Il rito prevede che il ragazzo (la ragazza) legga il brano della Torah assegnato e poi presenti un commento su di esso (D’var Torah, familiarmente conosciuto come drash, diminutivo di midrash). Probabilmente, il ragazzo già allora (come accade oggi) era invitato a leggere in ebraico un brano delle sante Scritture, e poi doveva rispondere alle domande poste dagli esperti della Legge, riguardanti la volontà del Signore inscritta nella Torah, Il ragazzo (la ragazza) doveva cioè dar prova della preparazione ricevuta.

Si può ritenere che la pagina evangelica di questa domenica racconti il bar mitzwah di Gesù. Avendo compiuto dodici anni, Maria e Giuseppe conducono Gesù al tempio, dove il bar mitzwah si svolgeva. Poi Maria e Giuseppe, assieme al gruppo, ripartono per tornare in Galilea. Si accorgono che Gesù non è partito con loro dopo un giorno di viaggio e tornano indietro per cercarlo. Possiamo immaginare la preoccupazione di Maria e Giuseppe, che cercano invano Gesù; alla fine dopo tre giorni (il tempo dell’attesa, secondo la tradizione ebraica; cfr. Os. 6,2), lo ritrovano al tempio, dove Gesù continuava ad ascoltare e interrogare gli esperti della Legge. Gesù, quindi, non si era mosso dal Tempio, era rimasto lì, alla presenza del Signore. Il verbo cercare guida questo prima parte del brano evangelico, stimolandoci a chiederci: “Dov’è Gesù? Dove lo cerco?”.

Quando Maria e Giuseppe trovano Gesù, Giuseppe non parla, mentre Maria lo rimprovera («Figlio, perché ci hai fatto questo? Ecco, tuo padre e io, angosciati, ti cercavamo»). Come spesso accade, Gesù risponde ponendo un nuovo interrogativo: «Perché mi cercavate?».

La risposta di Gesù lascia Maria e Giuseppe senza parole, e li spinge a interrogarsi sul loro figlio, nato per volontà di Dio. Luca significativamente annota che Maria custodiva questi eventi dentro di sé, quasi a sottolineare il cammino di fede che ha compiuto. Eventi come quello narrato nella pagina odierna possono non essere compresi quando si verificano, ma possono, nel tempo, essere interpretati e quindi intesi e assimilati con gli occhi della fede. Il verbo custodire diventa, pertanto, importante anche per la nostra vita e il nostro cammino di fede.

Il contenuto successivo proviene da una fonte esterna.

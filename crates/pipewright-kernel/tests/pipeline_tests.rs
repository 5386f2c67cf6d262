//! End-to-end pipeline behavior: data flow, suppression, failure reporting.
//!
//! Mixes in-process functions with common host commands (`cat`, `grep`,
//! `sh`, `yes`, `head`).

use pipewright_kernel::functions::builtin::{Cat, Emit, Exit, Grep, Head, Sleep, Upper};
use pipewright_kernel::{
    EngineError, FunctionNode, LaunchError, Node, Pipeline, PipelineState, Sink, Source, StderrBinding,
};

fn func(f: impl pipewright_kernel::NodeFunction + 'static) -> Node {
    Node::function(FunctionNode::new(f))
}

fn sh(script: &str) -> Node {
    Node::command("sh").arg("-c").arg(script)
}

// ============================================================================
// Data flow
// ============================================================================

#[tokio::test]
async fn identity_chain_round_trips_input() {
    let input = "alpha\nbeta\n\ngamma without newline";
    let text = (Node::command("cat") | func(Cat) | Node::command("cat"))
        .stdin(Source::bytes(input))
        .text()
        .await
        .unwrap();
    assert_eq!(text, input);
}

#[tokio::test]
async fn emit_piped_into_grep_keeps_matching_line() {
    let emit = func(Emit).args(["a", "b", "c"]);
    let text = (emit | Node::command("grep").arg("b")).text().await.unwrap();
    assert_eq!(text, "b\n");
}

#[tokio::test]
async fn external_into_function() {
    let text = (sh("printf 'one\\ntwo\\n'") | func(Upper)).text().await.unwrap();
    assert_eq!(text, "ONE\nTWO\n");
}

#[tokio::test]
async fn lines_cast_splits_output() {
    let lines = (func(Emit).args(["x", "y", "z"]) | func(Grep).arg("-v").arg("y"))
        .lines()
        .await
        .unwrap();
    assert_eq!(lines, vec!["x", "z"]);
}

#[tokio::test]
async fn large_input_passes_through_small_buffers() {
    use pipewright_kernel::BufferPolicy;

    let input: String = (0..20_000).map(|n| format!("{n}\n")).collect();
    let text = (Node::command("cat").buffer(BufferPolicy::bytes(512)) | func(Cat).buffer(BufferPolicy::lines(4)) | Node::command("cat"))
        .stdin(Source::bytes(input.clone()))
        .text()
        .await
        .unwrap();
    assert_eq!(text.len(), input.len());
    assert_eq!(text, input);
}

// ============================================================================
// Status and suppression
// ============================================================================

#[tokio::test]
async fn caught_status_is_recorded_but_not_fatal() {
    let result = (sh("exit 2").catch([2]) | func(Exit).arg("0")).run().await.unwrap();
    assert_eq!(result.status, 0);
    assert!(result.ok());
    assert!(result.nodes[0].suppressed);
    assert_eq!(result.nodes[0].status, 2);
    assert_eq!(result.suppressed().count(), 1);
}

#[tokio::test]
async fn caught_tail_status_reports_success() {
    let result = Pipeline::from(sh("exit 1").catch([1])).run().await.unwrap();
    assert_eq!(result.status, 1);
    assert!(result.ok());
    assert_eq!(result.exit_code(), 0);
}

#[tokio::test]
async fn uncaught_status_still_fails_when_others_are_caught() {
    let result = Pipeline::from(sh("exit 3").catch([1, 2])).run().await.unwrap();
    assert!(!result.ok());
    assert_eq!(result.failure.as_ref().map(|f| f.status), Some(3));
}

#[tokio::test]
async fn upstream_failure_surfaces_after_drain() {
    let result = (sh("echo partial; exit 3") | Node::command("cat"))
        .stdout(Sink::Null)
        .run()
        .await
        .unwrap();
    assert_eq!(result.status, 0);
    assert!(!result.ok());
    assert!(result.failed_upstream());
    let failure = result.failure.unwrap();
    assert_eq!(failure.index, 0);
    assert_eq!(failure.status, 3);
}

#[tokio::test]
async fn failed_cast_names_the_command() {
    let err = (func(Emit).arg("x") | sh("cat >/dev/null; exit 4")).text().await.unwrap_err();
    match err {
        EngineError::ExitStatus { identity, status } => {
            assert_eq!(status, 4);
            assert!(identity.starts_with("sh -c"), "identity: {identity}");
        }
        other => panic!("expected ExitStatus, got {other:?}"),
    }
}

#[tokio::test]
async fn status_and_ok_casts() {
    assert_eq!(Pipeline::from(sh("exit 7")).status().await.unwrap(), 7);
    assert!(!Pipeline::from(sh("exit 7")).ok().await.unwrap());
    assert!(Pipeline::from(sh("exit 7").catch_all()).ok().await.unwrap());
}

#[tokio::test]
async fn producer_killed_by_closed_consumer_is_benign() {
    let result = (Node::command("yes") | Node::command("head").arg("-n").arg("1"))
        .stdout(Sink::Null)
        .run()
        .await
        .unwrap();
    assert!(result.ok(), "{result:?}");
    assert!(result.nodes[0].broken_pipe);
}

#[tokio::test]
async fn function_producer_stops_when_consumer_quits() {
    let many: Vec<String> = (0..100_000).map(|n| n.to_string()).collect();
    let result = (func(Emit).args(many) | func(Head).arg("-n").arg("2"))
        .stdout(Sink::Null)
        .run()
        .await
        .unwrap();
    assert!(result.ok(), "{result:?}");
    assert!(result.nodes[0].broken_pipe);
    assert_eq!(result.nodes[1].status, 0);
}

// ============================================================================
// Stderr
// ============================================================================

#[tokio::test]
async fn stderr_sample_lands_in_report() {
    let result = Pipeline::from(sh("echo oops >&2; exit 1"))
        .stderr(Sink::Null)
        .run()
        .await
        .unwrap();
    assert_eq!(result.nodes[0].stderr.as_deref(), Some("oops\n"));
}

#[tokio::test]
async fn stderr_can_merge_into_stdout() {
    let text = Pipeline::from(sh("echo out; echo err >&2").stderr(StderrBinding::Stdout))
        .text()
        .await
        .unwrap();
    assert!(text.contains("out\n"), "{text}");
    assert!(text.contains("err\n"), "{text}");
}

#[tokio::test]
async fn stderr_can_feed_the_next_stage() {
    let dir = tempfile::tempdir().unwrap();
    let out = dir.path().join("stdout.txt");

    let noisy = sh("echo out; echo err >&2")
        .stderr(StderrBinding::Pipe)
        .redirect(out.clone());
    let text = (noisy | func(Upper)).text().await.unwrap();

    assert_eq!(text, "ERR\n");
    assert_eq!(std::fs::read_to_string(&out).unwrap(), "out\n");
}

#[tokio::test]
async fn pipeline_stderr_can_be_captured() {
    let mut running = Pipeline::from(sh("echo warn >&2"))
        .stdout(Sink::Null)
        .stderr(Sink::Capture)
        .spawn()
        .await
        .unwrap();
    let stderr = running.take_stderr().unwrap();
    let (collected, result) = tokio::join!(
        async move {
            let mut stderr = stderr;
            stderr.read_to_end().await.unwrap()
        },
        running.wait()
    );
    assert!(result.ok());
    assert_eq!(collected, b"warn\n");
}

#[tokio::test]
async fn reckless_node_discards_stderr_and_status() {
    let result = Pipeline::from(sh("echo noise >&2; exit 9").reckless())
        .run()
        .await
        .unwrap();
    assert!(result.ok());
    assert_eq!(result.nodes[0].stderr, None);
}

// ============================================================================
// Lifecycle
// ============================================================================

#[tokio::test]
async fn failed_run_ends_in_failed_state() {
    let running = Pipeline::from(sh("exit 1")).spawn().await.unwrap();
    let states = running.subscribe();
    let result = running.wait().await;
    assert!(!result.ok());
    assert_eq!(*states.borrow(), PipelineState::Failed);
}

#[tokio::test]
async fn node_is_reusable_across_pipelines() {
    let upper = func(Upper);
    let first = (func(Emit).arg("a") | upper.clone()).text().await.unwrap();
    let second = (func(Emit).arg("b") | upper).text().await.unwrap();
    assert_eq!(first, "A\n");
    assert_eq!(second, "B\n");
}

#[tokio::test]
async fn oversized_sleep_is_rejected_at_launch() {
    let err = Pipeline::from(func(Sleep).arg("1e30")).spawn().await.unwrap_err();
    assert!(
        matches!(&err, EngineError::Launch(LaunchError::Setup { identity, .. }) if identity == "@sleep 1e30"),
        "{err:?}"
    );
}
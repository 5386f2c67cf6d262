//! PipelineResult — the structured outcome of one pipeline run.
//!
//! Every node reports its raw exit status. The pipeline's `status` is the
//! last node's raw status; whether the run *succeeded* is decided separately
//! by the nodes' suppression policies, so a caller can tell apart "the last
//! command succeeded but an earlier one failed" from a plain failure.

use serde::{Deserialize, Serialize};

/// Exit status reported for a node terminated by `SIGPIPE` (128 + 13).
pub const BROKEN_PIPE_STATUS: i32 = 141;

/// Per-node outcome.
#[derive(Debug, Clone, PartialEq, Eq, Serialize, Deserialize)]
pub struct NodeReport {
    /// Display identity (`grep -v foo`, `@upper`).
    pub identity: String,
    /// Raw exit status. Signal deaths are reported as 128 + signal.
    pub status: i32,
    /// Terminating signal, for processes killed by a signal.
    #[serde(default, skip_serializing_if = "Option::is_none")]
    pub signal: Option<i32>,
    /// A non-zero status that the node's policy declared non-fatal.
    #[serde(default)]
    pub suppressed: bool,
    /// The node stopped because its consumer went away. Never fatal.
    #[serde(default)]
    pub broken_pipe: bool,
    /// The node was terminated by the engine (cancellation or teardown).
    #[serde(default)]
    pub killed: bool,
    /// Tail of the node's stderr, when it was captured.
    #[serde(default, skip_serializing_if = "Option::is_none")]
    pub stderr: Option<String>,
}

impl NodeReport {
    /// Create a report for a node that exited with `status`.
    pub fn new(identity: impl Into<String>, status: i32) -> Self {
        Self {
            identity: identity.into(),
            status,
            signal: None,
            suppressed: false,
            broken_pipe: false,
            killed: false,
            stderr: None,
        }
    }

    /// True if this node fails the pipeline.
    pub fn failed(&self) -> bool {
        self.status != 0 && !self.suppressed && !self.broken_pipe
    }
}

/// The unsuppressed failure that surfaces for a pipeline.
#[derive(Debug, Clone, PartialEq, Eq, Serialize, Deserialize)]
pub struct NodeFailure {
    /// Position of the node in the pipeline (0 = head).
    pub index: usize,
    /// Display identity of the node.
    pub identity: String,
    /// Raw exit status of the node.
    pub status: i32,
}

/// The result of running a pipeline.
#[derive(Debug, Clone, Default, PartialEq, Eq, Serialize, Deserialize)]
pub struct PipelineResult {
    /// Raw status of the last node (0 for an empty pipeline).
    pub status: i32,
    /// Reports in pipeline order.
    pub nodes: Vec<NodeReport>,
    /// Surfacing unsuppressed failure, if any.
    #[serde(default, skip_serializing_if = "Option::is_none")]
    pub failure: Option<NodeFailure>,
    /// The run was torn down by cancellation.
    #[serde(default)]
    pub cancelled: bool,
}

impl PipelineResult {
    /// Aggregate node reports into a pipeline result.
    ///
    /// The surfacing failure is the last node when it failed, otherwise the
    /// first failing node in pipeline order.
    pub fn from_reports(nodes: Vec<NodeReport>, cancelled: bool) -> Self {
        let status = nodes.last().map(|n| n.status).unwrap_or(0);

        let failing = match nodes.last() {
            Some(last) if last.failed() => Some(nodes.len() - 1),
            _ => nodes.iter().position(NodeReport::failed),
        };

        let failure = failing.map(|index| NodeFailure {
            index,
            identity: nodes[index].identity.clone(),
            status: nodes[index].status,
        });

        Self {
            status,
            nodes,
            failure,
            cancelled,
        }
    }

    /// True if no node failed and the run was not cancelled.
    pub fn ok(&self) -> bool {
        self.failure.is_none() && !self.cancelled
    }

    /// True if the last node succeeded (or was suppressed) but an earlier
    /// node failed.
    pub fn failed_upstream(&self) -> bool {
        match &self.failure {
            Some(failure) => failure.index + 1 < self.nodes.len(),
            None => false,
        }
    }

    /// Exit code for a host process whose script ended with this pipeline.
    pub fn exit_code(&self) -> i32 {
        if self.ok() { 0 } else { 1 }
    }

    /// The last node's report.
    pub fn last(&self) -> Option<&NodeReport> {
        self.nodes.last()
    }

    /// Nodes whose non-zero status was suppressed.
    pub fn suppressed(&self) -> impl Iterator<Item = &NodeReport> {
        self.nodes.iter().filter(|n| n.suppressed)
    }
}
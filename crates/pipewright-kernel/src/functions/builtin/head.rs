//! head — Pass through the first N lines.
//!
//! Stops reading as soon as it has N lines, so `yes | @head 3` ends the
//! upstream producer with a broken pipe instead of draining it.

use async_trait::async_trait;

use crate::functions::{NodeFunction, NodeIo};

pub struct Head;

const DEFAULT_LINES: usize = 10;

fn parse_count(args: &[String]) -> Result<usize, String> {
    let count = match args {
        [] => return Ok(DEFAULT_LINES),
        [flag, n] if flag == "-n" => n.as_str(),
        [n] => n.strip_prefix('-').unwrap_or(n),
        _ => return Err("head: usage: head [-n] COUNT".to_string()),
    };
    count
        .parse()
        .map_err(|_| format!("head: invalid line count: {count}"))
}

#[async_trait]
impl NodeFunction for Head {
    fn name(&self) -> &str {
        "head"
    }

    fn setup(&self, args: &[String]) -> Result<(), String> {
        parse_count(args).map(|_| ())
    }

    async fn run(&self, io: NodeIo) -> anyhow::Result<i32> {
        let count = parse_count(&io.args).map_err(anyhow::Error::msg)?;
        let mut stdout = io.stdout;
        let mut lines = io.stdin.lines();

        for _ in 0..count {
            match lines.next_line().await? {
                Some(line) => stdout.write_line(&line).await?,
                None => break,
            }
        }
        stdout.close().await?;
        Ok(0)
    }
}

#[cfg(test)]
mod tests {
    use super::*;

    #[test]
    fn count_forms() {
        let s = |v: &[&str]| v.iter().map(|s| s.to_string()).collect::<Vec<_>>();
        assert_eq!(parse_count(&[]), Ok(10));
        assert_eq!(parse_count(&s(&["3"])), Ok(3));
        assert_eq!(parse_count(&s(&["-3"])), Ok(3));
        assert_eq!(parse_count(&s(&["-n", "7"])), Ok(7));
        assert!(parse_count(&s(&["-n", "x"])).is_err());
    }
}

La seconda parte della risposta di Gesù («Non sapevate che io devo occuparmi delle cose del Padre mio?») sembra evidenziare un contrasto tra l’obbedienza ai genitori e la necessità di stare presso Dio. È significativo che le prime parole pronunciate da Gesù nel vangelo di Luca siano un riconoscimento esplicito che egli è figlio di Dio, una confessione che Dio è suo padre. È altrettanto significativo che le ultime parole pronunciate da Gesù sulla croce (Lc 23,46) siano ancora un’invocazione rivolta a Dio Padre.

Anche se, dopo questo episodio, Gesù stava sottomesso ai genitori, crescendo in sapienza e grazia, si configura un concetto importante, su cui dovremmo meditare: i legami familiari, per quanto occupino un posto di primo piano, non possono oscurare o far passare in secondo piano la necessità di stare presso Dio. La festa odierna della Santa Famiglia non può, quindi, essere celebrata seguendo lo stereotipo della famiglia perfetta, priva di contrasti o di episodi controversi, spesso di difficile comprensione. Il brano di oggi ci stimola a uscire da questa logica per aprirci alla logica del vangelo. Lo stesso Gesù lo sottolinea (Mt 10,37: «Chi ama il padre o la madre più di me non è degno di me; chi ama il figlio o la figlia più di me non è degno di me»; si veda anche Lc 14,26).